Where are you based?
What do you do?
"I recently graduated from a master degree in computer science and will be joining Zama as a crypto engineer, to work around homomorphic encryption technologies."
What are your specialties?
"I have been mostly focused around cyber-security, machine learning and devops during my time at university, but I have spent more than a year now working with Python/C++ to implement privacy-preserving technologies (mainly homomorphic encryption) in machine learning."
How and when did you originally come across OpenMined?
"During the Secure and Private AI Challenge by Facebook and Udacity. We were using tools that were developed by the OpenMined community during the challenge, and it was definitely a good first impression."
What was the first thing you started working on within OpenMined?
"When I was doing the course, some people were struggling to get their machine running PySyft with all its dependencies, so I built a Docker image with all the necessary tools to work on the course. I shared it on Twitter and LinkedIn with the friends I’ve been doing the challenge with, then Trask invited me to merge that into the PySyft library, and that was my first PR into an OpenMined repo."

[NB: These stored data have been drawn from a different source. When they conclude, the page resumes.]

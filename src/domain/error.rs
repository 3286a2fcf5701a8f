use crate::domain::model::ModelId;
use thiserror::Error;

#[derive(Error, Debug)]
pub enum CompareError {
    #[error(
        "Rate limit exceeded for {model} translation. Please wait a minute before trying again."
    )]
    RateLimited { model: ModelId },

    #[error("{model} translation failed: HTTP {status}")]
    Failed {
        model: ModelId,
        status: u16,
        detail: Option<String>,
    },

    #[error("Health check failed: HTTP {0}")]
    Unhealthy(u16),

    #[error("HTTP request error: {0}")]
    Http(#[from] reqwest::Error),

    #[error("JSON serialization error: {0}")]
    Json(#[from] serde_json::Error),

    #[error("IO error: {0}")]
    Io(#[from] std::io::Error),

    #[error("TOML parsing error: {0}")]
    Toml(#[from] toml::de::Error),

    #[error("Configuration error: {0}")]
    Config(String),

    #[error("Input text is empty")]
    EmptyInput,
}

impl CompareError {
    /// True only for failures that must abort the whole comparison.
    pub fn is_rate_limit(&self) -> bool {
        matches!(self, CompareError::RateLimited { .. })
    }
}
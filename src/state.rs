use crate::domain::error::CompareError;
use crate::infrastructure::config::Config;
use crate::infrastructure::network::client::HttpTranslator;
use crate::infrastructure::network::http::create_client;
use reqwest::Client;
use std::sync::Arc;

#[derive(Clone)]
pub struct AppState {
    pub config: Arc<Config>,
    pub http_client: Client,
    pub translator: Arc<HttpTranslator>,
}

impl AppState {
    pub fn new(config: Config) -> Result<Self, CompareError> {
        let http_client = create_client(&config)?;
        let translator = Arc::new(HttpTranslator::new(
            http_client.clone(),
            config.base_url.clone(),
        ));

        Ok(Self {
            config: Arc::new(config),
            http_client,
            translator,
        })
    }
}
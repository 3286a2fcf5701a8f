//! Compare three machine translation backends on the same input.
//!
//! The core is [`application::compare::translate_all`], which fans one text
//! out to the BART, Google and Seq2Seq endpoints and folds whatever succeeds
//! into a [`domain::model::TranslationResults`].

pub mod application;
pub mod domain;
pub mod infrastructure;
pub mod interfaces;
pub mod presentation;
pub mod state;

And what are you working on now?
"From my first contribution, I have worn many hats at OpenMined, but now I mainly lead the homomorphic encryption team, by working closely with talented people to manage the TenSEAL library, and implement use cases (mostly in machine learning) that require encrypted computation."
What would you say to someone who wants to start contributing?
"I would address this to the people that are struggling to get started, because the rest already know how to do it :) And I want to share a short story of mine, from a few years back when I started being fascinated by open-source, and wanted to contribute to one of the most known OS projects, Linux. It wasn’t easy to learn about the code base, how everything works, but more importantly, how and what to work on. The acceptance rate of your contribution is even close to 0 as a beginner, and that’s understandable considering the scale of the Linux project. However, OpenMined was totally different. It helps people get in, mentor them, assign them to projects. To be short, it’s really welcoming new contributors. All you need to know is where you are heading and what do you want to do with the OpenMined community. People here are working on impactful projects, and they will let you know how you can help, just bring your tools, let them know how you intend to use them, and what for."
Please recommend one interesting book, podcast or resource to the OpenMined community.
"Microsoft organized the Private AI Bootcamp in December 2019, and all the recordings are available here.
There are different talks and tutorials mainly focused on homomorphic encryption technologies."